## RECORDS FOR THE TASK

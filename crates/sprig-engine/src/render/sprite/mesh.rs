use super::backend::GraphicsBackend;
use super::vertex::SpriteVertex;

/// Vertices per quad.
pub const VERTICES_PER_QUAD: usize = 4;

/// Indices per quad (two triangles).
pub const INDICES_PER_QUAD: usize = 6;

/// Fixed-capacity vertex staging buffer plus its static quad index pattern.
///
/// Vertices are appended one at a time with [`set_vertex`](Self::set_vertex);
/// [`render`](Self::render) hands the appended range to the backend. The GPU
/// copy of the index pattern is uploaded once by the owner via
/// [`GraphicsBackend::prepare_mesh`].
#[derive(Debug, Clone)]
pub struct Mesh {
    vertices: Vec<SpriteVertex>,
    max_vertices: usize,
    indices: Vec<u16>,
}

impl Mesh {
    /// # Panics
    /// If `max_vertices` is zero, not a multiple of four, or exceeds what
    /// 16-bit indices can address.
    pub fn new(max_vertices: usize) -> Self {
        assert!(
            max_vertices > 0 && max_vertices % VERTICES_PER_QUAD == 0,
            "mesh capacity must be a positive multiple of {VERTICES_PER_QUAD}, got {max_vertices}"
        );
        assert!(
            max_vertices <= u16::MAX as usize + 1,
            "mesh capacity {max_vertices} exceeds the 16-bit index range"
        );
        Self {
            vertices: Vec::with_capacity(max_vertices),
            max_vertices,
            indices: Vec::new(),
        }
    }

    /// Fills the index buffer with two triangles per quad:
    /// `j, j+1, j+2, j+2, j+3, j` for `j = 4 * quad`.
    pub fn set_indices_as_triangle(&mut self) {
        let quads = self.max_vertices / VERTICES_PER_QUAD;
        self.indices.clear();
        self.indices.reserve(quads * INDICES_PER_QUAD);
        for quad in 0..quads {
            // Capacity is bounded by `u16::MAX + 1`, so `j + 3` fits.
            let j = (quad * VERTICES_PER_QUAD) as u16;
            self.indices
                .extend_from_slice(&[j, j + 1, j + 2, j + 2, j + 3, j]);
        }
    }

    /// Appends one vertex, letting `set` fill its attributes.
    ///
    /// # Panics
    /// If the mesh is full.
    #[inline]
    pub fn set_vertex(&mut self, set: impl FnOnce(&mut SpriteVertex)) {
        assert!(
            self.vertices.len() < self.max_vertices,
            "mesh is full ({} vertices); flush before appending",
            self.max_vertices
        );
        let mut v = SpriteVertex::default();
        set(&mut v);
        self.vertices.push(v);
    }

    /// Issues the draw for indices `[0, index_count)` over the appended vertices.
    /// A zero count draws nothing.
    ///
    /// # Panics
    /// If the range reaches past the indices the appended quads cover.
    pub fn render<B: GraphicsBackend>(&self, backend: &mut B, index_count: usize) {
        let available = self.vertices.len() / VERTICES_PER_QUAD * INDICES_PER_QUAD;
        assert!(
            index_count <= available && index_count <= self.indices.len(),
            "mesh render range 0..{index_count} exceeds the {available} indices covered by {} vertices",
            self.vertices.len()
        );
        if index_count == 0 {
            return;
        }
        backend.draw_indexed(&self.vertices, index_count as u32);
    }

    /// Resets the write cursor. Keeps the allocation.
    #[inline]
    pub fn clear(&mut self) {
        self.vertices.clear();
    }

    #[inline]
    pub fn len(&self) -> usize {
        self.vertices.len()
    }

    #[inline]
    pub fn is_empty(&self) -> bool {
        self.vertices.is_empty()
    }

    #[inline]
    pub fn max_vertices(&self) -> usize {
        self.max_vertices
    }

    #[inline]
    pub fn remaining(&self) -> usize {
        self.max_vertices - self.vertices.len()
    }

    #[inline]
    pub fn vertices(&self) -> &[SpriteVertex] {
        &self.vertices
    }

    #[inline]
    pub fn indices(&self) -> &[u16] {
        &self.indices
    }
}

#[cfg(test)]
mod tests {
    use super::super::testing::{Call, RecordingBackend};
    use super::*;

    #[test]
    fn triangle_pattern_for_two_quads() {
        let mut mesh = Mesh::new(8);
        mesh.set_indices_as_triangle();
        assert_eq!(mesh.indices(), &[0, 1, 2, 2, 3, 0, 4, 5, 6, 6, 7, 4]);
    }

    #[test]
    fn triangle_pattern_reaches_u16_limit() {
        let mut mesh = Mesh::new(u16::MAX as usize + 1);
        mesh.set_indices_as_triangle();
        assert_eq!(mesh.indices().last(), Some(&65532));
        assert_eq!(mesh.indices()[mesh.indices().len() - 4], 65534);
    }

    #[test]
    fn set_vertex_applies_setter() {
        let mut mesh = Mesh::new(4);
        mesh.set_vertex(|v| {
            v.pos = [1.0, 2.0];
            v.color = 7;
            v.uv = [0.5, 0.25];
        });
        assert_eq!(mesh.len(), 1);
        assert_eq!(mesh.remaining(), 3);
        assert_eq!(
            mesh.vertices()[0],
            SpriteVertex { pos: [1.0, 2.0], color: 7, uv: [0.5, 0.25] }
        );
    }

    #[test]
    #[should_panic(expected = "mesh is full")]
    fn set_vertex_on_full_mesh_panics() {
        let mut mesh = Mesh::new(4);
        for _ in 0..5 {
            mesh.set_vertex(|_| {});
        }
    }

    #[test]
    #[should_panic(expected = "multiple of 4")]
    fn capacity_must_hold_whole_quads() {
        let _ = Mesh::new(6);
    }

    #[test]
    fn render_draws_requested_range() {
        let mut mesh = Mesh::new(8);
        mesh.set_indices_as_triangle();
        for _ in 0..8 {
            mesh.set_vertex(|_| {});
        }
        let mut backend = RecordingBackend::default();
        mesh.render(&mut backend, 6);
        assert_eq!(
            backend.calls,
            vec![Call::DrawIndexed { vertices: 8, indices: 6 }]
        );
    }

    #[test]
    fn render_of_empty_mesh_is_skipped() {
        let mut mesh = Mesh::new(8);
        mesh.set_indices_as_triangle();
        let mut backend = RecordingBackend::default();
        mesh.render(&mut backend, 0);
        assert!(backend.calls.is_empty());
    }

    #[test]
    #[should_panic(expected = "exceeds the 6 indices covered by 4 vertices")]
    fn render_past_appended_quads_panics() {
        let mut mesh = Mesh::new(8);
        mesh.set_indices_as_triangle();
        for _ in 0..4 {
            mesh.set_vertex(|_| {});
        }
        mesh.render(&mut RecordingBackend::default(), 12);
    }

    #[test]
    #[should_panic(expected = "mesh render range")]
    fn render_on_empty_mesh_with_count_panics() {
        let mut mesh = Mesh::new(8);
        mesh.set_indices_as_triangle();
        mesh.render(&mut RecordingBackend::default(), 6);
    }

    #[test]
    fn clear_resets_cursor() {
        let mut mesh = Mesh::new(4);
        mesh.set_vertex(|_| {});
        mesh.clear();
        assert!(mesh.is_empty());
        assert_eq!(mesh.remaining(), 4);
    }
}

## REQUIRED WORK
Copy out each record from above, exactly.

## FINISHED TASK
filename crates/sprig-engine/src/render/sprite/mesh.rs
use super::backend::GraphicsBackend;
use super::vertex::SpriteVertex;

/// Vertices per quad.
pub const VERTICES_PER_QUAD: usize = 4;

/// Indices per quad (two triangles).
pub const INDICES_PER_QUAD: usize = 6;

/// Fixed-capacity vertex staging buffer plus its static quad index pattern.
///
/// Vertices are appended one at a time with [`set_vertex`](Self::set_vertex);
/// [`render`](Self::render) hands the appended range to the backend. The GPU
/// copy of the index pattern is uploaded once by the owner via
/// [`GraphicsBackend::prepare_mesh`].
#[derive(Debug, Clone)]
pub struct Mesh {
    vertices: Vec<SpriteVertex>,
    max_vertices: usize,
    indices: Vec<u16>,
}

impl Mesh {
    /// # Panics
    /// If `max_vertices` is zero, not a multiple of four, or exceeds what
    /// 16-bit indices can address.
    pub fn new(max_vertices: usize) -> Self {
        assert!(
            max_vertices > 0 && max_vertices % VERTICES_PER_QUAD == 0,
            "mesh capacity must be a positive multiple of {VERTICES_PER_QUAD}, got {max_vertices}"
        );
        assert!(
            max_vertices <= u16::MAX as usize + 1,
            "mesh capacity {max_vertices} exceeds the 16-bit index range"
        );
        Self {
            vertices: Vec::with_capacity(max_vertices),
            max_vertices,
            indices: Vec::new(),
        }
    }

    /// Fills the index buffer with two triangles per quad:
    /// `j, j+1, j+2, j+2, j+3, j` for `j = 4 * quad`.
    pub fn set_indices_as_triangle(&mut self) {
        let quads = self.max_vertices / VERTICES_PER_QUAD;
        self.indices.clear();
        self.indices.reserve(quads * INDICES_PER_QUAD);
        for quad in 0..quads {
            // Capacity is bounded by `u16::MAX + 1`, so `j + 3` fits.
            let j = (quad * VERTICES_PER_QUAD) as u16;
            self.indices
                .extend_from_slice(&[j, j + 1, j + 2, j + 2, j + 3, j]);
        }
    }

    /// Appends one vertex, letting `set` fill its attributes.
    ///
    /// # Panics
    /// If the mesh is full.
    #[inline]
    pub fn set_vertex(&mut self, set: impl FnOnce(&mut SpriteVertex)) {
        assert!(
            self.vertices.len() < self.max_vertices,
            "mesh is full ({} vertices); flush before appending",
            self.max_vertices
        );
        let mut v = SpriteVertex::default();
        set(&mut v);
        self.vertices.push(v);
    }

    /// Issues the draw for indices `[0, index_count)` over the appended vertices.
    /// A zero count draws nothing.
    ///
    /// # Panics
    /// If the range reaches past the indices the appended quads cover.
    pub fn render<B: GraphicsBackend>(&self, backend: &mut B, index_count: usize) {
        let available = self.vertices.len() / VERTICES_PER_QUAD * INDICES_PER_QUAD;
        assert!(
            index_count <= available && index_count <= self.indices.len(),
            "mesh render range 0..{index_count} exceeds the {available} indices covered by {} vertices",
            self.vertices.len()
        );
        if index_count == 0 {
            return;
        }
        backend.draw_indexed(&self.vertices, index_count as u32);
    }

    /// Resets the write cursor. Keeps the allocation.
    #[inline]
    pub fn clear(&mut self) {
        self.vertices.clear();
    }

    #[inline]
    pub fn len(&self) -> usize {
        self.vertices.len()
    }

    #[inline]
    pub fn is_empty(&self) -> bool {
        self.vertices.is_empty()
    }

    #[inline]
    pub fn max_vertices(&self) -> usize {
        self.max_vertices
    }

    #[inline]
    pub fn remaining(&self) -> usize {
        self.max_vertices - self.vertices.len()
    }

    #[inline]
    pub fn vertices(&self) -> &[SpriteVertex] {
        &self.vertices
    }

    #[inline]
    pub fn indices(&self) -> &[u16] {
        &self.indices
    }
}

#[cfg(test)]
mod tests {
    use super::super::testing::{Call, RecordingBackend};
    use super::*;

    #[test]
    fn triangle_pattern_for_two_quads() {
        let mut mesh = Mesh::new(8);
        mesh.set_indices_as_triangle();
        assert_eq!(mesh.indices(), &[0, 1, 2, 2, 3, 0, 4, 5, 6, 6, 7, 4]);
    }

    #[test]
    fn triangle_pattern_reaches_u16_limit() {
        let mut mesh = Mesh::new(u16::MAX as usize + 1);
        mesh.set_indices_as_triangle();
        assert_eq!(mesh.indices().last(), Some(&65532));
        assert_eq!(mesh.indices()[mesh.indices().len() - 4], 65534);
    }

    #[test]
    fn set_vertex_applies_setter() {
        let mut mesh = Mesh::new(4);
        mesh.set_vertex(|v| {
            v.pos = [1.0, 2.0];
            v.color = 7;
            v.uv = [0.5, 0.25];
        });
        assert_eq!(mesh.len(), 1);
        assert_eq!(mesh.remaining(), 3);
        assert_eq!(
            mesh.vertices()[0],
            SpriteVertex { pos: [1.0, 2.0], color: 7, uv: [0.5, 0.25] }
        );
    }

    #[test]
    #[should_panic(expected = "mesh is full")]
    fn set_vertex_on_full_mesh_panics() {
        let mut mesh = Mesh::new(4);
        for _ in 0..5 {
            mesh.set_vertex(|_| {});
        }
    }

    #[test]
    #[should_panic(expected = "multiple of 4")]
    fn capacity_must_hold_whole_quads() {
        let _ = Mesh::new(6);
    }

    #[test]
    fn render_draws_requested_range() {
        let mut mesh = Mesh::new(8);
        mesh.set_indices_as_triangle();
        for _ in 0..8 {
            mesh.set_vertex(|_| {});
        }
        let mut backend = RecordingBackend::default();
        mesh.render(&mut backend, 6);
        assert_eq!(
            backend.calls,
            vec![Call::DrawIndexed { vertices: 8, indices: 6 }]
        );
    }

    #[test]
    fn render_of_empty_mesh_is_skipped() {
        let mut mesh = Mesh::new(8);
        mesh.set_indices_as_triangle();
        let mut backend = RecordingBackend::default();
        mesh.render(&mut backend, 0);
        assert!(backend.calls.is_empty());
    }

    #[test]
    #[should_panic(expected = "exceeds the 6 indices covered by 4 vertices")]
    fn render_past_appended_quads_panics() {
        let mut mesh = Mesh::new(8);
        mesh.set_indices_as_triangle();
        for _ in 0..4 {
            mesh.set_vertex(|_| {});
        }
        mesh.render(&mut RecordingBackend::default(), 12);
    }

    #[test]
    #[should_panic(expected = "mesh render range")]
    fn render_on_empty_mesh_with_count_panics() {
        let mut mesh = Mesh::new(8);
        mesh.set_indices_as_triangle();
        mesh.render(&mut RecordingBackend::default(), 6);
    }

    #[test]
    fn clear_resets_cursor() {
        let mut mesh = Mesh::new(4);
        mesh.set_vertex(|_| {});
        mesh.clear();
        assert!(mesh.is_empty());
        assert_eq!(mesh.remaining(), 4);
    }
}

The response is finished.